And finally, in the third part, even lexically oriented to Scripture, the highest meaning of human life is openly seen, given by the "Wise Meeting" with the "Guide", who simultaneously bears the features of both an ordinary earthly person and a heavenly warrior in shining armor (most clearly associated with Saint Kuzmin - the Archangel Michael, the leader of God's armies).

The autobiographical implications of the first part are obvious, and Kuzmin did not think to hide them from friends, and from many readers as well. "Love of This Summer" is devoted to relations with an unremarkable young man Pavlik Maslov, and Kuzmin's friends of that time easily projected poetry directly onto reality. A typical example is a letter from V.F. Nouvel dated August 1, 1906: “... the third day I saw him (Maslova. - N.B.) in Tauris (Tavrichesky garden. - N.B.). Unfortunately, I could not talk with him for a long time, because I was not alone, but I can say that he is the same as before. And Pierrot's nose, and sly eyes, and juicy mouth - everything is in place (I did not consider the rest)<…>Where is the ease of life that you constantly defended? Can it really lead to such fatal consequences? Then everything collapses and you have betrayed the "flowers of the cheerful earth". And the nose of Pierrot, and Marivo, and the "Marriage of Figaro" - all this is only temporarily taken away from you, and you have to stop loving them completely in order to lose hope of seeing them again and soon. Quotations from the earliest poems of "Love of this Summer", written back in St. Petersburg, before leaving for Vasilsursk on vacation, are quite obvious in the text of the letter. The autobiographical subtext of The Interrupted Tale was just as obvious, especially since it was published for the first time in the White Nights almanac, along with the even more frank story The Cardboard House in this respect (for more details, see below).

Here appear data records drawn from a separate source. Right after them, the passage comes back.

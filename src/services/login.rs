// SPDX-License-Identifier: MIT

//! Login orchestration.
//!
//! A login either arrives with a fresh authorization code (OAuth callback)
//! or with a subject id from an already-established IdP session. Both paths
//! normalize the IdP profile, reconcile it into local records and issue a
//! two-layer token. When the IdP is unreachable the service answers from
//! previously reconciled data instead of failing the request.

use crate::config::Config;
use crate::db::IdentityStore;
use crate::error::AppError;
use crate::models::{IdpProfile, TokenGrant, User};
use crate::services::idp::IdpClient;
use crate::services::provider;
use crate::services::reconcile::ReconcileService;
use crate::services::token::TokenCodec;
use serde::Serialize;
use serde_json::json;
use std::sync::Arc;

/// Login response payload.
#[derive(Debug, Clone, Serialize)]
pub struct LoginUserData {
    #[serde(rename = "userId")]
    pub user_id: i64,
    pub sub: String,
    #[serde(rename = "nickName")]
    pub nick_name: String,
    #[serde(rename = "avatarUrl")]
    pub avatar_url: String,
    pub email: String,
    #[serde(rename = "userToken")]
    pub user_token: String,
}

/// High-level login service.
#[derive(Clone)]
pub struct LoginService {
    idp: IdpClient,
    reconciler: Arc<ReconcileService>,
    store: Arc<dyn IdentityStore>,
    tokens: TokenCodec,
}

impl LoginService {
    pub fn new(
        config: &Config,
        store: Arc<dyn IdentityStore>,
        reconciler: Arc<ReconcileService>,
        tokens: TokenCodec,
    ) -> Self {
        let idp = IdpClient::new(
            config.idp_issuer_url.clone(),
            config.idp_client_id.clone(),
            config.idp_client_secret.clone(),
            config.idp_userpool_id.clone(),
            config.idp_userpool_secret.clone(),
        );
        Self {
            idp,
            reconciler,
            store,
            tokens,
        }
    }

    /// Authorization-code login (OAuth callback).
    pub async fn login_with_code(&self, code: &str) -> Result<LoginUserData, AppError> {
        let grant = match self.idp.exchange_code(code).await {
            Ok(grant) => grant,
            Err(e) => {
                tracing::error!(error = %e, "Code exchange failed, answering from store");
                let stale = TokenGrant {
                    auth_code: code.to_string(),
                    ..Default::default()
                };
                return self.fallback_by_grant(&stale, e).await;
            }
        };

        let raw = match self.idp.fetch_user_info(&grant.access_token).await {
            Ok(raw) => raw,
            Err(e) => {
                tracing::error!(error = %e, "Userinfo fetch failed, answering from store");
                return self.fallback_by_grant(&grant, e).await;
            }
        };

        let profile = provider::profile_from_userinfo(&raw);
        if profile.sub_uid.is_empty() {
            let e = AppError::IdpApi("userinfo carried no subject".into());
            return self.fallback_by_grant(&grant, e).await;
        }

        match self
            .reconciler
            .reconcile("", &profile, &grant, &grant.access_token)
            .await
        {
            Ok(user_id) => self.finish_login(user_id, &profile).await,
            Err(e) => {
                tracing::error!(sub_uid = %profile.sub_uid, error = %e, "Reconciliation failed");
                self.fallback_by_grant(&grant, e).await
            }
        }
    }

    /// Subject login: the caller presents an IdP subject id plus the
    /// federated identity it authenticated with.
    pub async fn login_with_sub(
        &self,
        sub: &str,
        federated_identity_id: &str,
    ) -> Result<LoginUserData, AppError> {
        let raw = match self.idp.fetch_user_by_sub(sub).await {
            Ok(raw) => raw,
            Err(e) => {
                tracing::error!(sub, error = %e, "Directory lookup failed, answering from store");
                return self.fallback_by_sub(sub, e).await;
            }
        };

        let mut profile = provider::profile_from_directory(&raw);
        if profile.sub_uid.is_empty() {
            profile.sub_uid = sub.to_string();
        }

        // No fresh authorization code on this path, so the token-record
        // update stays narrow.
        let grant = TokenGrant::default();

        match self
            .reconciler
            .reconcile(federated_identity_id, &profile, &grant, &grant.access_token)
            .await
        {
            Ok(user_id) => self.finish_login(user_id, &profile).await,
            Err(e) => {
                tracing::error!(sub, error = %e, "Reconciliation failed");
                self.fallback_by_sub(sub, e).await
            }
        }
    }

    /// Issue the two-layer token and assemble the response from the
    /// reconciled user row (mirror updates included).
    async fn finish_login(
        &self,
        user_id: i64,
        profile: &IdpProfile,
    ) -> Result<LoginUserData, AppError> {
        let user = self
            .store
            .find_user_by_id(user_id)
            .await?
            .ok_or_else(|| AppError::NotFound(format!("User {} not found", user_id)))?;

        let token = self
            .tokens
            .issue(&login_claims(profile))
            .map_err(|e| AppError::Internal(anyhow::anyhow!("Token issuance failed: {}", e)))?;

        Ok(response_from_user(&user, token))
    }

    /// Answer a code login from previously reconciled records: token
    /// record by auth code (or access token), then the user it belongs to.
    async fn fallback_by_grant(
        &self,
        grant: &TokenGrant,
        cause: AppError,
    ) -> Result<LoginUserData, AppError> {
        let record = if !grant.auth_code.is_empty() {
            self.store.find_token_by_auth_code(&grant.auth_code).await?
        } else {
            self.store
                .find_token_by_access_token(&grant.access_token)
                .await?
        };

        let Some(record) = record else {
            return Err(cause);
        };
        let Some(user) = self.store.find_user_by_id(record.user_id).await? else {
            return Err(cause);
        };

        tracing::info!(user_id = user.user_id, "Login served from reconciled records");
        let token = user.access_token.clone();
        Ok(response_from_user(&user, token))
    }

    /// Answer a subject login from the stored user row.
    async fn fallback_by_sub(&self, sub: &str, cause: AppError) -> Result<LoginUserData, AppError> {
        let Some(user) = self.store.find_user_by_sub(sub).await? else {
            return Err(cause);
        };

        tracing::info!(user_id = user.user_id, "Login served from reconciled records");
        let token = user.access_token.clone();
        Ok(response_from_user(&user, token))
    }
}

/// Inner-credential claims for a login.
fn login_claims(profile: &IdpProfile) -> serde_json::Value {
    json!({
        "sub": profile.sub_uid,
        "name": profile.name,
        "nickname": profile.nick_name,
        "picture": profile.picture,
        "email": profile.email,
        "email_verified": profile.email_verified,
        "phone_number": profile.phone_number,
        "phone_number_verified": profile.phone_number_verified,
        "updated_at": profile.updated_at,
    })
}

fn response_from_user(user: &User, token: String) -> LoginUserData {
    LoginUserData {
        user_id: user.user_id,
        sub: user.sub_uid.clone(),
        nick_name: user.nick_name.clone(),
        avatar_url: user.picture.clone(),
        email: user.email.clone(),
        user_token: token,
    }
}
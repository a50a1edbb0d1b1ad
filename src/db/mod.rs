// SPDX-License-Identifier: MIT

//! Storage layer for identity records.
//!
//! Reconciliation performs several read-then-write round trips per login
//! (user row, detail rows, token record). Historically those writes are NOT
//! one atomic unit: a failure after the user upsert leaves the detail/token
//! rows stale, and that partial progress is observable. `session(atomic)`
//! preserves that default while letting correctness-sensitive deployments
//! opt into a single transaction per login (`RECONCILE_ATOMIC=true`).
//!
//! The in-memory store only serializes atomic sessions (no rollback); real
//! atomicity needs the Postgres backend.

pub mod memory;
pub mod postgres;

pub use memory::MemoryStore;
pub use postgres::PgIdentityStore;

use crate::error::AppError;
use crate::models::{DetailPatch, TokenPatch, TokenRecord, User, UserDetail, UserPatch};
use async_trait::async_trait;

/// Read-side store operations plus the entry point for write sessions.
#[async_trait]
pub trait IdentityStore: Send + Sync {
    /// Open a write session. With `atomic` the whole session is one
    /// transaction where the backend supports it; otherwise every write
    /// applies immediately.
    async fn session(&self, atomic: bool) -> Result<Box<dyn StoreSession>, AppError>;

    async fn find_user_by_sub(&self, sub_uid: &str) -> Result<Option<User>, AppError>;

    async fn find_user_by_id(&self, user_id: i64) -> Result<Option<User>, AppError>;

    async fn find_detail_by_identity(
        &self,
        identity_id: &str,
    ) -> Result<Option<UserDetail>, AppError>;

    /// Oldest detail row for a user (the fallback login path reads one
    /// representative row).
    async fn first_detail_for_user(&self, user_id: i64) -> Result<Option<UserDetail>, AppError>;

    async fn find_token_by_user(&self, user_id: i64) -> Result<Option<TokenRecord>, AppError>;

    async fn find_token_by_auth_code(
        &self,
        auth_code: &str,
    ) -> Result<Option<TokenRecord>, AppError>;

    async fn find_token_by_access_token(
        &self,
        access_token: &str,
    ) -> Result<Option<TokenRecord>, AppError>;
}

/// A write session over the identity tables.
///
/// Reads issued through the session observe the session's own uncommitted
/// writes when it is transactional.
#[async_trait]
pub trait StoreSession: Send {
    async fn find_user_by_sub(&mut self, sub_uid: &str) -> Result<Option<User>, AppError>;

    /// Insert a user row; returns the generated user id. Inserting a
    /// duplicate `sub_uid` is an error (unique constraint).
    async fn insert_user(&mut self, user: &User) -> Result<i64, AppError>;

    async fn update_user(&mut self, user_id: i64, patch: &UserPatch) -> Result<(), AppError>;

    async fn find_detail_by_identity(
        &mut self,
        identity_id: &str,
    ) -> Result<Option<UserDetail>, AppError>;

    /// Insert a detail row; returns the generated detail id. Duplicate
    /// `identity_id` is an error.
    async fn insert_detail(&mut self, detail: &UserDetail) -> Result<i64, AppError>;

    async fn update_detail(
        &mut self,
        user_detail_id: i64,
        patch: &DetailPatch,
    ) -> Result<(), AppError>;

    async fn find_token_by_user(&mut self, user_id: i64) -> Result<Option<TokenRecord>, AppError>;

    /// Insert a token record; returns the generated id. One row per user.
    async fn insert_token(&mut self, record: &TokenRecord) -> Result<i64, AppError>;

    async fn update_token(&mut self, id: i64, patch: &TokenPatch) -> Result<(), AppError>;

    /// Commit the session. A no-op for non-atomic sessions; dropping an
    /// atomic session without committing rolls it back.
    async fn commit(self: Box<Self>) -> Result<(), AppError>;
}
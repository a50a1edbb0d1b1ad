// SPDX-License-Identifier: MIT

//! Login routes: IdP redirect, OAuth callback and subject login.

use axum::{
    extract::{Query, State},
    response::Redirect,
    routing::{get, post},
    Json, Router,
};
use axum_extra::extract::cookie::{Cookie, CookieJar};
use base64::{engine::general_purpose::URL_SAFE_NO_PAD, Engine as _};
use hmac::{Hmac, Mac};
use serde::Deserialize;
use sha2::Sha256;
use std::sync::Arc;
use std::time::{SystemTime, UNIX_EPOCH};

use crate::error::{AppError, Result};
use crate::services::login::LoginUserData;
use crate::AppState;

// Type alias for HMAC-SHA256
type HmacSha256 = Hmac<Sha256>;

pub fn routes() -> Router<Arc<AppState>> {
    Router::new()
        .route("/auth/authorize", get(auth_start))
        .route("/auth/callback", get(auth_callback))
        .route("/auth/token-login", post(token_login))
        .route("/auth/logout", get(logout))
}

/// Query parameters for starting the login flow.
#[derive(Deserialize)]
pub struct AuthStartParams {
    /// Frontend URL to redirect back to after login completes.
    /// If not provided, uses the configured frontend URL.
    #[serde(default)]
    redirect_uri: Option<String>,
}

/// Start the login flow - redirect to the IdP authorization endpoint.
async fn auth_start(
    State(state): State<Arc<AppState>>,
    Query(params): Query<AuthStartParams>,
) -> Result<Redirect> {
    let frontend_url = params
        .redirect_uri
        .unwrap_or_else(|| state.config.frontend_url.clone());

    // Encode frontend URL + timestamp in state
    let timestamp = SystemTime::now()
        .duration_since(UNIX_EPOCH)
        .map_err(|e| AppError::Internal(anyhow::anyhow!("System time error: {}", e)))?
        .as_millis();

    // Create the data payload: "frontend_url|timestamp_hex"
    let state_payload = format!("{}|{:x}", frontend_url, timestamp);

    // Sign the payload
    let mut mac = HmacSha256::new_from_slice(&state.config.oauth_state_key)
        .map_err(|e| AppError::Internal(anyhow::anyhow!("HMAC init failed: {}", e)))?;
    mac.update(state_payload.as_bytes());
    let signature = mac.finalize().into_bytes();

    // Combine payload + signature: "payload|signature_hex", then base64
    // for the URL
    let signed_state = format!("{}|{}", state_payload, hex::encode(signature));
    let oauth_state = URL_SAFE_NO_PAD.encode(signed_state.as_bytes());

    let auth_url = format!(
        "{}/oidc/auth?\
         client_id={}&\
         redirect_uri={}&\
         response_type=code&\
         scope=openid%20profile%20email%20external_id%20phone&\
         state={}",
        state.config.idp_issuer_url,
        state.config.idp_client_id,
        urlencoding::encode(&state.config.idp_redirect_url),
        oauth_state
    );

    tracing::info!(
        client_id = %state.config.idp_client_id,
        frontend_url = %frontend_url,
        "Starting login flow, redirecting to the IdP"
    );

    Ok(Redirect::temporary(&auth_url))
}

#[derive(Deserialize)]
pub struct CallbackParams {
    code: String,
    #[serde(default)]
    state: String,
    #[serde(default)]
    error: Option<String>,
}

/// OAuth callback - exchange the code, reconcile the user and hand the
/// issued token back.
async fn auth_callback(
    State(state): State<Arc<AppState>>,
    jar: CookieJar,
    Query(params): Query<CallbackParams>,
) -> Result<(CookieJar, Json<LoginUserData>)> {
    if verify_and_decode_state(&params.state, &state.config.oauth_state_key).is_none() {
        tracing::warn!("Invalid or tampered state parameter on callback");
    }

    if let Some(error) = params.error {
        tracing::warn!(error = %error, "OAuth error from the IdP");
        return Err(AppError::BadRequest(format!("IdP returned error: {}", error)));
    }

    let data = state.login.login_with_code(&params.code).await?;

    tracing::info!(user_id = data.user_id, "Login successful");

    let cookie = Cookie::build(("user_token", data.user_token.clone()))
        .path("/")
        .http_only(true)
        .max_age(time::Duration::hours(1))
        .build();

    Ok((jar.add(cookie), Json(data)))
}

/// Request body for subject login.
#[derive(Deserialize)]
pub struct TokenLoginParams {
    #[serde(default)]
    id: String,
    #[serde(default, rename = "federationIdentityId")]
    federation_identity_id: String,
}

/// Subject login - an already-authenticated IdP session presents its
/// subject and federated identity ids.
async fn token_login(
    State(state): State<Arc<AppState>>,
    Json(params): Json<TokenLoginParams>,
) -> Result<Json<LoginUserData>> {
    if params.id.is_empty() {
        return Err(AppError::BadRequest("id is required".into()));
    }

    let data = state
        .login
        .login_with_sub(&params.id, &params.federation_identity_id)
        .await?;

    tracing::info!(user_id = data.user_id, "Subject login successful");

    Ok(Json(data))
}

/// Logout - clears the callback cookie; tokens are stateless and simply
/// expire.
async fn logout(jar: CookieJar) -> (CookieJar, Redirect) {
    (jar.remove(Cookie::from("user_token")), Redirect::temporary("/"))
}

/// Verify the HMAC signature and decode the frontend URL from the OAuth
/// state parameter.
fn verify_and_decode_state(state: &str, secret: &[u8]) -> Option<String> {
    let bytes = URL_SAFE_NO_PAD.decode(state).ok()?;
    let state_str = String::from_utf8(bytes).ok()?;

    // Format is "frontend_url|timestamp_hex|signature_hex"
    let parts: Vec<&str> = state_str.splitn(3, '|').collect();
    if parts.len() != 3 {
        return None;
    }

    let frontend_url = parts[0];
    let timestamp_hex = parts[1];
    let signature_hex = parts[2];

    // Reconstruct payload and verify signature
    let payload = format!("{}|{}", frontend_url, timestamp_hex);

    let mut mac = HmacSha256::new_from_slice(secret).ok()?;
    mac.update(payload.as_bytes());

    let expected_signature = hex::encode(mac.finalize().into_bytes());

    if signature_hex != expected_signature {
        tracing::error!("OAuth state signature mismatch! Potential tampering.");
        return None;
    }

    Some(frontend_url.to_string())
}

#[cfg(test)]
mod tests {
    use super::*;

    fn signed_state(frontend_url: &str, secret: &[u8]) -> String {
        let payload = format!("{}|{:x}", frontend_url, 1234567890u128);
        let mut mac = HmacSha256::new_from_slice(secret).unwrap();
        mac.update(payload.as_bytes());
        let signature = hex::encode(mac.finalize().into_bytes());
        URL_SAFE_NO_PAD.encode(format!("{}|{}", payload, signature).as_bytes())
    }

    #[test]
    fn test_verify_and_decode_state_success() {
        let secret = b"secret_key";
        let encoded = signed_state("https://example.com", secret);
        assert_eq!(
            verify_and_decode_state(&encoded, secret),
            Some("https://example.com".to_string())
        );
    }

    #[test]
    fn test_verify_and_decode_state_invalid_signature() {
        let secret = b"secret_key";
        let state_data = format!("{}|{:x}|{}", "https://example.com", 1234567890u128, "bogus");
        let encoded = URL_SAFE_NO_PAD.encode(state_data.as_bytes());
        assert_eq!(verify_and_decode_state(&encoded, secret), None);
    }

    #[test]
    fn test_verify_and_decode_state_wrong_secret() {
        let encoded = signed_state("https://example.com", b"secret_key");
        assert_eq!(verify_and_decode_state(&encoded, b"wrong_key"), None);
    }

    #[test]
    fn test_verify_and_decode_state_malformed() {
        let encoded = URL_SAFE_NO_PAD.encode("invalid|format");
        assert_eq!(verify_and_decode_state(&encoded, b"secret_key"), None);
    }
}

However, the last, third part of "Networks", the most sublime and intended for the high end of the collection, was also based on frank autobiography, hidden from the eyes of the ordinary reader, to whom it was supposed to be located on the other side of human existence in the real world.

October 2, 1907. Kuzmin wrote in his diary: “I went to Vyach. Iv.<Иванову>, there this woman Mintslov settled down. Vyach. languid, sad, but not killed, in my opinion. We talked." Anna Rudolfovna Mintslova appeared in the life of the Ivanov family at the end of 1906 or at the very beginning of 1907 and quickly took the place of a trusted person who became aware of all the most intimate secrets of the family, as evidenced by the confessional letters of L. D. Zinovieva-Annibal, excerpts from which are given in the article "Petersburg hafizites". After the death of Zinovieva-Annibal, Mintslova, convinced of her own occult power, launched a decisive attack on Ivanov, trying to bend him to her will. Ivanov's relationship with Mintslova is a special chapter in his biography, but it is significant to note that for Kuzmin this mystical connection did not go unnoticed.

As far as we can judge from Kuzmin's diary entries, he was rather skeptical about all kinds of theosophical, occultist, Masonic and the like concepts. However, the personality of Minclova made a very strong impression on him, supported by his own experiences of this time.

In March 1907, Kuzmin met Viktor Andreyevich Naumov, a friend of M. L. Hoffmann at the cadet school, and fell passionately in love with him. However, endless attempts at rapprochement did not bring success - Naumov did not express much desire to turn acquaintance into an intimate relationship. And then Kuzmin resorted to mysticism.

This was facilitated by the atmosphere established on Ivanov's "tower" after the death of his wife. Ivanov not only listened to the advice of Mintslova, but also came into close contact with B. A. Leman, absorbed in all kinds of mystical teachings, began to cultivate various forms of meditation, which ended in visionary and created the effect of the complete infusion of the soul of Zinoviev-Annibal into his earthly body. And for Kuzmin, who was very close to him at that time, this hobby also did not go in vain.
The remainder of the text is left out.